DIRECTIONS FOR THIS TASK
For the records that follow, give the number of lines in which the word "Conflict" occurs, with nothing added.

SOURCE MATERIAL

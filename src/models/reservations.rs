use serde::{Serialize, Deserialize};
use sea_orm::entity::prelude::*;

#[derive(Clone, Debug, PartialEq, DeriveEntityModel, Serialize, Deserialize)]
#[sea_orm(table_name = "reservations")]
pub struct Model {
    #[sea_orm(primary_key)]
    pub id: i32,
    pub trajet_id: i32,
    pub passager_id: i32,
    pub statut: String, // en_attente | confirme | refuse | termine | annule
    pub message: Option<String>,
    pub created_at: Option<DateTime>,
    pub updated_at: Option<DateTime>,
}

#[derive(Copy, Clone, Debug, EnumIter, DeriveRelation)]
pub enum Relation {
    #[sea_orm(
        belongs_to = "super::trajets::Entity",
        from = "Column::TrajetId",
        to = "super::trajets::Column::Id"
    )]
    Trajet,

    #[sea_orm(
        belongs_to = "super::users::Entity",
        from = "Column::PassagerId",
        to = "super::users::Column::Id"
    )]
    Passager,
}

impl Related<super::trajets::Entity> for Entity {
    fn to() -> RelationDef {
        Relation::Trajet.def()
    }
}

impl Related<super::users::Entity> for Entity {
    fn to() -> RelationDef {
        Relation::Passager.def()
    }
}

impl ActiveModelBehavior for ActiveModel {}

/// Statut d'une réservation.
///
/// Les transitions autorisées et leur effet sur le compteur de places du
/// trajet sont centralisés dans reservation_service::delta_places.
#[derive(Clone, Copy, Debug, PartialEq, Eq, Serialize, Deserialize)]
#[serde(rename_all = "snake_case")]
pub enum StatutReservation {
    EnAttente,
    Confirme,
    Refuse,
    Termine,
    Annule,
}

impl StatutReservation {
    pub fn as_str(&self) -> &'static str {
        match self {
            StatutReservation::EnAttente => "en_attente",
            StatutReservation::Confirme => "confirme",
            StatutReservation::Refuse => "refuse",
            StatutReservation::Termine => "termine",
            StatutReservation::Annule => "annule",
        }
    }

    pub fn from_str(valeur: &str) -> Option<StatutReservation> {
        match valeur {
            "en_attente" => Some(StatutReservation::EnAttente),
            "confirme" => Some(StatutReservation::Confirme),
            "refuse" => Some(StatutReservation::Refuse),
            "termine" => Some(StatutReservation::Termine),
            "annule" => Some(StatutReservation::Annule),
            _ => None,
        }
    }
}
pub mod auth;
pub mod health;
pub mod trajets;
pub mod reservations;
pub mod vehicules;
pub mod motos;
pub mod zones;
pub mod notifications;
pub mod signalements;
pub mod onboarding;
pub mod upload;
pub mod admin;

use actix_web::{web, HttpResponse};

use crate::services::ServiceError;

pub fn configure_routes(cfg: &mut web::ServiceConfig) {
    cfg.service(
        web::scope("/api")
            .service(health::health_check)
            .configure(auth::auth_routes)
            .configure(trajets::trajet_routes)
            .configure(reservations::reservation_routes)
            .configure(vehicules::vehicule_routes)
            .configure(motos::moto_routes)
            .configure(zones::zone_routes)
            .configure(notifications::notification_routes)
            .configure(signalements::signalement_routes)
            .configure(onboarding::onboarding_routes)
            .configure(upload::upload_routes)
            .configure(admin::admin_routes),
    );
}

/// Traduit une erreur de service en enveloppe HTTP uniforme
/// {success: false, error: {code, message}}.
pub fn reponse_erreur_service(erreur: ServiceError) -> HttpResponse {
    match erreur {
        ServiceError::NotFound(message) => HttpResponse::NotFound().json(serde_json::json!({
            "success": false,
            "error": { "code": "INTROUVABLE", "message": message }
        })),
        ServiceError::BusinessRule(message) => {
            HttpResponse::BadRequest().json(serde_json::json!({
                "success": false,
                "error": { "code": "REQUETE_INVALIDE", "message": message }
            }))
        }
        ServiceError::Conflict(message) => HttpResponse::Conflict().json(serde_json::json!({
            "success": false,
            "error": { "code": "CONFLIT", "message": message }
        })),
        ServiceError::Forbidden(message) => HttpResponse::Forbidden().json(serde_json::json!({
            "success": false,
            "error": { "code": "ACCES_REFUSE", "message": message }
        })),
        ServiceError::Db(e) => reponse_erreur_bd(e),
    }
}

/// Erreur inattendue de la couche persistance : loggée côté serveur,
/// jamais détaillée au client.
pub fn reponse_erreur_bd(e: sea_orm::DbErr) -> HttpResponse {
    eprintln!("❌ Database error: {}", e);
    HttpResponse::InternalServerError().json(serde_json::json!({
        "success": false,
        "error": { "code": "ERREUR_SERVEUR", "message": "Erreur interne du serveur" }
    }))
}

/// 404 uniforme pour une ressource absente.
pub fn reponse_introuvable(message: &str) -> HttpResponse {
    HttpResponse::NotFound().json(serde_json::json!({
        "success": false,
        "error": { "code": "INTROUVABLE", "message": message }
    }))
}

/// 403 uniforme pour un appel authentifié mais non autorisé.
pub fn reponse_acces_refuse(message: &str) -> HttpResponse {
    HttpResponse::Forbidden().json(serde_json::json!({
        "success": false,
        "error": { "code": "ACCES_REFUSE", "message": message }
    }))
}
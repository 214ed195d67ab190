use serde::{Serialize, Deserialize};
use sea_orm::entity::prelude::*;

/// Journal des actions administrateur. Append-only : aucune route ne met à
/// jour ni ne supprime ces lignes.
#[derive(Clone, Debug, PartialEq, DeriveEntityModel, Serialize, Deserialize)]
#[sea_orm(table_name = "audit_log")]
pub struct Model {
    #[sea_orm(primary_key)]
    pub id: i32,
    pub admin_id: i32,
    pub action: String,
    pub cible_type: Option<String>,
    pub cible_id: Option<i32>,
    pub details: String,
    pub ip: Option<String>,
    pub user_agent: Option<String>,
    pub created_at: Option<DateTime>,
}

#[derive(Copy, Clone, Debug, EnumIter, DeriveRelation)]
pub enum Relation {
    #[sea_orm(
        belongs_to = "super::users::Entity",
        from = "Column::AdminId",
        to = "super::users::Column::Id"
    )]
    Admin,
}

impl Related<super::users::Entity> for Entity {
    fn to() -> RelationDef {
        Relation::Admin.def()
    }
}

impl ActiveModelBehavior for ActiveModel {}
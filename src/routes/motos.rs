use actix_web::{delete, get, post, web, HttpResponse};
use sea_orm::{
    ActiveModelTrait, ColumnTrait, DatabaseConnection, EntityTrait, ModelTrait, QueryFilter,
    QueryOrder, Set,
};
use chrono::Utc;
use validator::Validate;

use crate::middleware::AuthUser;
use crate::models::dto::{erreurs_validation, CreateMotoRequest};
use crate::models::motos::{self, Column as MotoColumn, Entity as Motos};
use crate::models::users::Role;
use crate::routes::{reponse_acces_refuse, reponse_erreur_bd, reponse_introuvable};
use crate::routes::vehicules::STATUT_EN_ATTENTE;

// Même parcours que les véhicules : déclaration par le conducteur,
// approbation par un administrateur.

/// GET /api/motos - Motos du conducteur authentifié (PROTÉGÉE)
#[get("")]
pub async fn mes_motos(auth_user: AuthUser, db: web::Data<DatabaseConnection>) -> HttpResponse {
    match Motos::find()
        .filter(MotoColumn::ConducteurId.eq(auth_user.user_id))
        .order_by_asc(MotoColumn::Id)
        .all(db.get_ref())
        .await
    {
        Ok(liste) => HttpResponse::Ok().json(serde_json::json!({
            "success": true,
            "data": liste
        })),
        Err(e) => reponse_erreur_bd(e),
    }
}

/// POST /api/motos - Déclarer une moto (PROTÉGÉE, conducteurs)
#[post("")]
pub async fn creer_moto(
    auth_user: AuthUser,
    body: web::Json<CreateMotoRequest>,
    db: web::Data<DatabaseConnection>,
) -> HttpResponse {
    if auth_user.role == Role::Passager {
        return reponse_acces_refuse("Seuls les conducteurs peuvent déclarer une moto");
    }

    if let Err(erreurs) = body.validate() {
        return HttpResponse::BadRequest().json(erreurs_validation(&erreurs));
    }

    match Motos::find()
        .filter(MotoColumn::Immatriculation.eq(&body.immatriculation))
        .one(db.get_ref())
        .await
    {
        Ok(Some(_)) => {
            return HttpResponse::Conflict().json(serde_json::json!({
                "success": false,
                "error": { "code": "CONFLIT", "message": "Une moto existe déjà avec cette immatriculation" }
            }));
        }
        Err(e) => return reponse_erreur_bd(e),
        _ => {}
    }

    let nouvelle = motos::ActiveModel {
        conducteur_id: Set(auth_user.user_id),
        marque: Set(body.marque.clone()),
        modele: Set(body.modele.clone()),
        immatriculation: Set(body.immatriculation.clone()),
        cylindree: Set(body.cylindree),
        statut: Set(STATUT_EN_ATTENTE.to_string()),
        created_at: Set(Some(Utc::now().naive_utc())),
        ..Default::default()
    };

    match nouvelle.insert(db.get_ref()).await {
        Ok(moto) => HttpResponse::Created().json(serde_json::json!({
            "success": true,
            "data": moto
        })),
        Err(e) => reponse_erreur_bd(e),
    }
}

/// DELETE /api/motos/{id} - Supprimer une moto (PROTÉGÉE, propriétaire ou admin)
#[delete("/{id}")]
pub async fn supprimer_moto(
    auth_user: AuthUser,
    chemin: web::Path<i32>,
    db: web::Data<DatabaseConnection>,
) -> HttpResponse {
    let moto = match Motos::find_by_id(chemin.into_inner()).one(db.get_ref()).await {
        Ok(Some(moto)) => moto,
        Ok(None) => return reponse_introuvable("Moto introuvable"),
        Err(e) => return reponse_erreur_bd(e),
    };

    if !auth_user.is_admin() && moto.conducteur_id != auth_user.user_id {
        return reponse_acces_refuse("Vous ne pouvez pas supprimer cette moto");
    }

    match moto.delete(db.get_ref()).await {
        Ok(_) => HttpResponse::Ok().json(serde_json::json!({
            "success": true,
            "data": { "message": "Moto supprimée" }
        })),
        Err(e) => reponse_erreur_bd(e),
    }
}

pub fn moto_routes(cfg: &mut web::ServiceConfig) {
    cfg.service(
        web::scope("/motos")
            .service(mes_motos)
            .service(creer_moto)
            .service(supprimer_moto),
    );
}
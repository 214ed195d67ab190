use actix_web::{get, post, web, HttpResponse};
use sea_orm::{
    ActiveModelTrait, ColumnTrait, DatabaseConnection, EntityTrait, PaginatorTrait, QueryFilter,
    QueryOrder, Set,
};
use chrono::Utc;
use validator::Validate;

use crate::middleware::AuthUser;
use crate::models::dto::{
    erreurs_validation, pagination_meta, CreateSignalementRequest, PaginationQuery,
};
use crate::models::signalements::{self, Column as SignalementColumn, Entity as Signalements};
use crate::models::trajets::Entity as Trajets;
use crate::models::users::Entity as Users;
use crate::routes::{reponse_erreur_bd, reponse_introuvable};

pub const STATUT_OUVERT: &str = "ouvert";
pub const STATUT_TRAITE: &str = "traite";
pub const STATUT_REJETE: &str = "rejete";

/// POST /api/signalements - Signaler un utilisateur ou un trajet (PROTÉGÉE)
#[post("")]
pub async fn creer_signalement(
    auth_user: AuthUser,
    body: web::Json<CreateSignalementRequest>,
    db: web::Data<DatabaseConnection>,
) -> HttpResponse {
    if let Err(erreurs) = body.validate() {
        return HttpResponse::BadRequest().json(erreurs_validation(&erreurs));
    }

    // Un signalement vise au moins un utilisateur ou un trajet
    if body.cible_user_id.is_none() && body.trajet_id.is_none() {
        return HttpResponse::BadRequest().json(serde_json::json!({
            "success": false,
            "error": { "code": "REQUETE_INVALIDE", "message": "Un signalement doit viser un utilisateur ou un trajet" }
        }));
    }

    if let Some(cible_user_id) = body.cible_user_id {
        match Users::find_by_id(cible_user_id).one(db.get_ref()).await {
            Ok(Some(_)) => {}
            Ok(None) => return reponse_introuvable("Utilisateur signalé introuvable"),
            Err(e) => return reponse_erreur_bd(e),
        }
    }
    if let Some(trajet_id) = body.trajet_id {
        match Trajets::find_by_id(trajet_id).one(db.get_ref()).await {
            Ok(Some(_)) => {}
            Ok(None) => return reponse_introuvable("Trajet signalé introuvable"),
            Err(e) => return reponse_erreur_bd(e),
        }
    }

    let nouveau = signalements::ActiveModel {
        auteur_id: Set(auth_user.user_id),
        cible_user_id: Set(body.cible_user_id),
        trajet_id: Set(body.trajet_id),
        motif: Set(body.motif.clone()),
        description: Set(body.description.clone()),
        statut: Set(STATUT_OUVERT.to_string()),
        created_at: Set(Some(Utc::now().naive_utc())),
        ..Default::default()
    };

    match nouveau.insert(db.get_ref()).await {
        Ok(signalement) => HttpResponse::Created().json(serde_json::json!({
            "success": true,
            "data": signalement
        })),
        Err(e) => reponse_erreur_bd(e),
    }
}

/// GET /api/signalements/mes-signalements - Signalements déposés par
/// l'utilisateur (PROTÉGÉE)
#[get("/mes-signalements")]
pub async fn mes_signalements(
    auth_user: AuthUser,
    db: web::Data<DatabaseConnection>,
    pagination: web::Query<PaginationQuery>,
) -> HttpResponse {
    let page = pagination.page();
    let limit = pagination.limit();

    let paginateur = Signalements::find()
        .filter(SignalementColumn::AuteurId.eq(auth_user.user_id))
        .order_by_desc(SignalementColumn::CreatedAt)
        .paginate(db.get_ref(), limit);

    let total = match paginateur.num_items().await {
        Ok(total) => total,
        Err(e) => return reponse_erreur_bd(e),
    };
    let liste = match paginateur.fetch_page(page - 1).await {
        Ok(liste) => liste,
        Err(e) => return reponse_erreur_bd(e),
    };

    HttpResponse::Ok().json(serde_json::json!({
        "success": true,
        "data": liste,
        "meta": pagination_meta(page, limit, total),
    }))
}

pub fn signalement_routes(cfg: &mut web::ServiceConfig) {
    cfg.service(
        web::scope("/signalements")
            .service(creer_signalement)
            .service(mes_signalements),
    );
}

EXERCISE RESPONSE
2